Language
Country/Area
No result found
Hidden treasures of nature: Why are DNAzymes so rare and valuable?
Deoxyribozyme, or DNAzyme for short, is gradually attracting widespread attention in the scientific community. Although this unique enzyme-type molecule can catalyze chemical reactions, it is quite rare in nature. Compared with other enzymes, such as proteins and RNA enzymes, deoxyribozymes have a short history of discovery and there is almost no record of their occurrence in nature. This makes DNAzymes a hidden treasure in current biochemical research.
Deoxyribozymes are not only catalysts, but may also be the key to exploring the origin of life and biochemistry. Their blank records have repeatedly challenged scientists' cognition.
The rarity of DNA enzymes, compared to the abundant protein enzymes and RNA enzymes discovered in biology in the 1980s, provides profound insights. The structure of DNA limits its catalytic ability. In particular, compared with the functional diversity of proteins, the four nucleotide structures of deoxyribose are relatively simple, making its catalytic effect seem inadequate.
Due to the limited number of basic metabolic components, deoxyribozymes are limited to three types of interactions in catalytic reactions: hydrogen bonding, π stacking, and metal ion coordination.
On the one hand, the lack of the RNA-specific 2'-hydroxyl group in deoxyribose further weakens the potential of DNA as a catalyst. On the other hand, the double helix structure of DNA inhibits its ability to form a highly flexible tertiary structure, making its catalytic effect inherently limited. Even so, the existence of DNAzymes still proves their value and can still exhibit superior catalytic performance in some specific environments.
Types of DNAzymes
DNA enzymes can perform a variety of chemical reactions, the most well-known type of which are ribonucleases. These molecules catalyze the cleavage of nucleotide ester bonds and form cyclic phosphate termini. Since 1994, scientists have begun to study this type of molecule and have discovered several types of deoxyribozymes, including GR-5. These enzymes can be modified by various metal cofactors to alter their catalytic properties, further expanding their application potential.
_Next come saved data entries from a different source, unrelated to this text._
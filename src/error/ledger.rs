use alloy::{
    primitives::{B256, Bytes},
    providers::PendingTransactionError,
    rpc::json_rpc::ErrorPayload,
    transports::{RpcError, TransportErrorKind},
};
use thiserror::Error;

/// Errors returned by the ledger capabilities.
///
/// These are raw and get classified into a [`DepositError`](super::DepositError) by the
/// orchestrator.
#[derive(Debug, Error)]
pub enum LedgerError {
    /// No signing identity is connected.
    #[error("no wallet connected")]
    WalletNotConnected,
    /// The signer declined the request.
    #[error("request rejected: {0}")]
    Rejected(String),
    /// The transaction was included but reverted.
    #[error("transaction reverted{}", fmt_reason(.0))]
    Reverted(Option<String>),
    /// The transaction was not included in time.
    #[error("transaction {0} was not confirmed in time")]
    Dropped(B256),
    /// An error occurred talking to RPC.
    #[error(transparent)]
    Transport(#[from] RpcError<TransportErrorKind>),
    /// An error occurred calling a contract.
    #[error(transparent)]
    Contract(#[from] alloy::contract::Error),
    /// An error occurred watching a pending transaction.
    #[error(transparent)]
    PendingTransaction(#[from] PendingTransactionError),
    /// Any other error.
    #[error(transparent)]
    Other(#[from] eyre::Error),
}

fn fmt_reason(reason: &Option<String>) -> String {
    reason.as_deref().map(|reason| format!(": {reason}")).unwrap_or_default()
}

impl LedgerError {
    /// The JSON-RPC error response behind this error, if any.
    pub fn error_payload(&self) -> Option<&ErrorPayload> {
        match self {
            Self::Transport(err)
            | Self::Contract(alloy::contract::Error::TransportError(err))
            | Self::PendingTransaction(PendingTransactionError::TransportError(err)) => {
                err.as_error_resp()
            }
            _ => None,
        }
    }

    /// The JSON-RPC error code, if any.
    pub fn rpc_code(&self) -> Option<i64> {
        self.error_payload().map(|payload| payload.code)
    }

    /// The revert data attached to the error response, if any.
    pub fn revert_data(&self) -> Option<Bytes> {
        self.error_payload().and_then(|payload| payload.as_revert_data())
    }
}
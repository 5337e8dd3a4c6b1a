//! Capabilities the orchestrator consumes.

use crate::{
    error::LedgerError,
    types::{Gift, GiftId, TokenMetadata},
};
use alloy::primitives::{Address, B256, U256};
use async_trait::async_trait;
use std::fmt::Debug;

/// Type alias for `Result<T, LedgerError>`
pub type Result<T> = core::result::Result<T, LedgerError>;

/// Outcome of waiting for a transaction.
#[derive(Debug, Clone, PartialEq, Eq)]
pub enum Finality {
    /// The transaction was included and succeeded.
    Finalized,
    /// The transaction was included and reverted.
    Reverted {
        /// The revert reason, if it could be recovered.
        reason: Option<String>,
    },
}

/// Read-only access to the ledger.
#[async_trait]
pub trait GiftLedger: Debug + Send + Sync {
    /// Reads the raw gift stored under `id` in the escrow `contract`.
    ///
    /// Unknown ids return a zeroed [`Gift`].
    async fn gift(&self, contract: Address, id: GiftId) -> Result<Gift>;

    /// Reads how much of `token` the `spender` may move on behalf of `owner`.
    async fn allowance(&self, token: Address, owner: Address, spender: Address) -> Result<U256>;

    /// Reads symbol and decimals of `token`.
    ///
    /// Missing values are reported as `None` rather than as an error.
    async fn token_metadata(&self, token: Address) -> TokenMetadata;
}

/// Submission of transactions on behalf of the connected account.
#[async_trait]
pub trait Transactor: Debug + Send + Sync {
    /// Approves `spender` to move exactly `amount` of `token`.
    async fn approve(&self, token: Address, spender: Address, amount: U256) -> Result<B256>;

    /// Calls `depositGift(id)` on `contract`, attaching `value`.
    async fn deposit(&self, contract: Address, id: GiftId, value: U256) -> Result<B256>;

    /// Waits until the transaction is included.
    async fn await_finality(&self, tx_hash: B256) -> Result<Finality>;
}

/// The connected wallet, read-only.
pub trait WalletSession: Debug + Send + Sync {
    /// The connected account, if any.
    fn connected_address(&self) -> Option<Address>;

    /// Whether an account is connected.
    fn is_connected(&self) -> bool {
        self.connected_address().is_some()
    }
}

/// A sink for copied text.
pub trait Clipboard: Debug + Send + Sync {
    /// Copies `text`.
    fn write_text(&self, text: &str) -> eyre::Result<()>;
}
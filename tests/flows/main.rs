//! Deposit flow tests against the in-memory ledger.
#![allow(missing_docs)]

mod deposit;
mod errors;
mod lookup;
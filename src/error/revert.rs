use alloy::sol_types::{Revert, SolError, decode_revert_reason};
use serde::{Deserialize, Serialize};
use std::fmt;

/// Why a contract rejected a transaction.
///
/// Circuit-breaker detection is a heuristic on the message text reported by the node or wallet,
/// there is no standard error for it.
#[derive(Debug, Clone, PartialEq, Eq, Hash, Serialize, Deserialize)]
#[serde(rename_all = "camelCase", tag = "kind", content = "reason")]
pub enum RevertReason {
    /// The error message mentions the token's circuit breaker.
    CircuitBreaker,
    /// The extracted revert reason mentions the token's circuit breaker.
    CircuitBreakerReason,
    /// A human-readable revert reason.
    Reason(String),
    /// The transaction reverted without a reason we could extract.
    Unspecified,
}

impl fmt::Display for RevertReason {
    fn fmt(&self, f: &mut fmt::Formatter<'_>) -> fmt::Result {
        match self {
            Self::CircuitBreaker => f.write_str(
                "Token transfers are currently paused. The token contract has activated its \
                 circuit breaker (safety mechanism). Please try again later or contact the token \
                 issuer.",
            ),
            Self::CircuitBreakerReason => f.write_str(
                "Token transfers are paused. Circuit breaker is active. Please try again later.",
            ),
            Self::Reason(reason) => write!(f, "Transaction failed: {reason}"),
            Self::Unspecified => f.write_str(
                "Transaction was rejected by the token contract. Please check your balance and \
                 try again.",
            ),
        }
    }
}

impl RevertReason {
    /// Interprets a raw error message.
    ///
    /// Returns `None` if the message neither mentions a circuit breaker nor a revert.
    pub fn from_message(message: &str) -> Option<Self> {
        if mentions_circuit_breaker(message) {
            return Some(Self::CircuitBreaker);
        }

        if !message.to_lowercase().contains("revert") {
            return None;
        }

        Some(Self::from_reason(extract_reason(message)))
    }

    /// Interprets an extracted revert reason.
    pub fn from_reason(reason: Option<impl AsRef<str>>) -> Self {
        match reason.as_ref().map(|reason| reason.as_ref().trim()) {
            Some(reason) if mentions_circuit_breaker(reason) => Self::CircuitBreakerReason,
            Some(reason) if !reason.is_empty() => Self::Reason(reason.to_string()),
            _ => Self::Unspecified,
        }
    }

    /// Whether this is a circuit-breaker revert.
    pub fn is_circuit_breaker(&self) -> bool {
        matches!(self, Self::CircuitBreaker | Self::CircuitBreakerReason)
    }
}

/// Decodes revert data into a reason, preferring the bare reason of an `Error(string)` revert.
pub fn decode_revert_data(data: &[u8]) -> Option<String> {
    Revert::abi_decode(data).map(|revert| revert.reason).ok().or_else(|| decode_revert_reason(data))
}

/// Whether `text` mentions a circuit breaker, ignoring case, spaces and underscores.
fn mentions_circuit_breaker(text: &str) -> bool {
    text.chars()
        .filter(|c| !c.is_whitespace() && *c != '_')
        .collect::<String>()
        .to_lowercase()
        .contains("circuitbreaker")
}

/// Extracts a revert reason from an error message.
///
/// Understands `reason: <text>` / `reason <text>` as emitted by wallets, and
/// `execution reverted: <text>` as emitted by nodes. The reason ends at the first newline.
fn extract_reason(message: &str) -> Option<&str> {
    after_marker(message, "reason").or_else(|| after_marker(message, "reverted:"))
}

fn after_marker<'a>(message: &'a str, marker: &str) -> Option<&'a str> {
    let start = message.to_ascii_lowercase().find(marker)? + marker.len();
    let rest = message[start..].strip_prefix(':').unwrap_or(&message[start..]);
    let rest = rest.trim_start();
    let reason = rest.split('\n').next().unwrap_or_default().trim_end();

    (!reason.is_empty()).then_some(reason)
}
Like the first DNA enzyme discovered, GR-5, its catalytic capacity exceeded the uncatalyzed reaction by 100 times, revealing the amazing potential of these biomolecules.
Screening and Evolution
Since deoxyribozymes are rarely found in nature, scientists usually discover new deoxyribozymes through in vitro screening techniques. These screening techniques are similar to SELEX, which uses pools of synthetic random DNA sequences to filter out molecules with specific catalytic activity. Through continued co-selection and expansion of the screen, the researchers were able to screen for effective DNAzyme sequences, a process that highlights an important biochemical research role.
Application Prospects
With the advancement of technology, DNAzymes have been applied in many fields, including virus suppression, cancer treatment and metal detection. Studies have shown that deoxyribozymes can effectively inhibit the proliferation of influenza viruses, coronaviruses and many other pathogens, and have shown potential therapeutic effects in clinical practice.
The latest research shows that DNA enzymes targeting specific gene transcription factors can significantly improve patient responses to diseases such as asthma.
Final Thoughts
The discovery and application of deoxyribozymes not only enrich our understanding of biocatalysis, but also provide a new perspective for exploring the origin of life. As research deepens, DNAzymes may play a more important role in biomedicine and biotechnology in the future. What kind of surprises and revelations will these treasures hidden in nature bring us?